What is being asked
Look through the material below and copy exactly the lines from the line with "subscribers, in registration order" to the line with "fn fmt(&self, f: &mut", those two lines included.

Data under study

//! Pattern subscriber table
//!
//! Patterns use the same syntax as route `from` fields. Callbacks are cloned
//! out of the table and invoked by the caller, so the router can release its
//! lock first.

use contracts::{DataPoint, Pattern};
use serde::Serialize;
use std::panic::{catch_unwind, AssertUnwindSafe};
use std::sync::Arc;
use tracing::error;

/// Subscriber callback
pub type SubscriberCallback = Arc<dyn Fn(&DataPoint) + Send + Sync>;

/// Handle returned by `subscribe`
#[derive(Debug, Clone, Copy, PartialEq, Eq, Hash, PartialOrd, Ord, Serialize)]
pub struct SubscriptionId(u64);

struct Subscription {
    id: SubscriptionId,
    raw: String,
    pattern: Pattern,
    callback: SubscriberCallback,
}

/// Registered subscribers, in registration order
#[derive(Default)]
pub struct SubscriberTable {
    next_id: u64,
    entries: Vec<Subscription>,
}

impl std::fmt::Debug for SubscriberTable {
    fn fmt(&self, f: &mut std::fmt::Formatter<'_>) -> std::fmt::Result {
        f.debug_struct("SubscriberTable")
            .field("len", &self.entries.len())
            .finish()
    }
}

impl SubscriberTable {
    pub fn new() -> Self {
        Self::default()
    }

    pub fn subscribe(&mut self, pattern: &str, callback: SubscriberCallback) -> SubscriptionId {
        self.next_id += 1;
        let id = SubscriptionId(self.next_id);
        self.entries.push(Subscription {
            id,
            raw: pattern.trim().to_string(),
            pattern: Pattern::parse(pattern),
            callback,
        });
        id
    }

    /// Remove one registration; `false` if it was not registered under `pattern`
    pub fn unsubscribe(&mut self, pattern: &str, id: SubscriptionId) -> bool {
        let pattern = pattern.trim();
        let before = self.entries.len();
        self.entries.retain(|s| !(s.id == id && s.raw == pattern));
        self.entries.len() != before
    }

    /// Callbacks whose pattern matches `event`, in registration order
    pub fn matching(&self, event: &DataPoint) -> Vec<SubscriberCallback> {
        self.entries
            .iter()
            .filter(|s| s.pattern.matches(&event.source_id, &event.tag))
            .map(|s| Arc::clone(&s.callback))
            .collect()
    }

    pub fn len(&self) -> usize {
        self.entries.len()
    }

    pub fn is_empty(&self) -> bool {
        self.entries.is_empty()
    }
}

/// Invoke every callback; a panicking callback is logged and skipped
///
/// Returns the number of callbacks that panicked.
pub fn notify_all(callbacks: &[SubscriberCallback], event: &DataPoint) -> usize {
    let mut failed = 0;
    for callback in callbacks {
        if catch_unwind(AssertUnwindSafe(|| callback(event))).is_err() {
            failed += 1;
            error!(
                source_id = %event.source_id,
                tag = %event.tag,
                correlation_id = %event.correlation_id,
                "subscriber callback panicked"
            );
        }
    }
    failed
}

Written solution
/// Registered subscribers, in registration order
#[derive(Default)]
pub struct SubscriberTable {
    next_id: u64,
    entries: Vec<Subscription>,
}

impl std::fmt::Debug for SubscriberTable {
    fn fmt(&self, f: &mut std::fmt::Formatter<'_>) -> std::fmt::Result {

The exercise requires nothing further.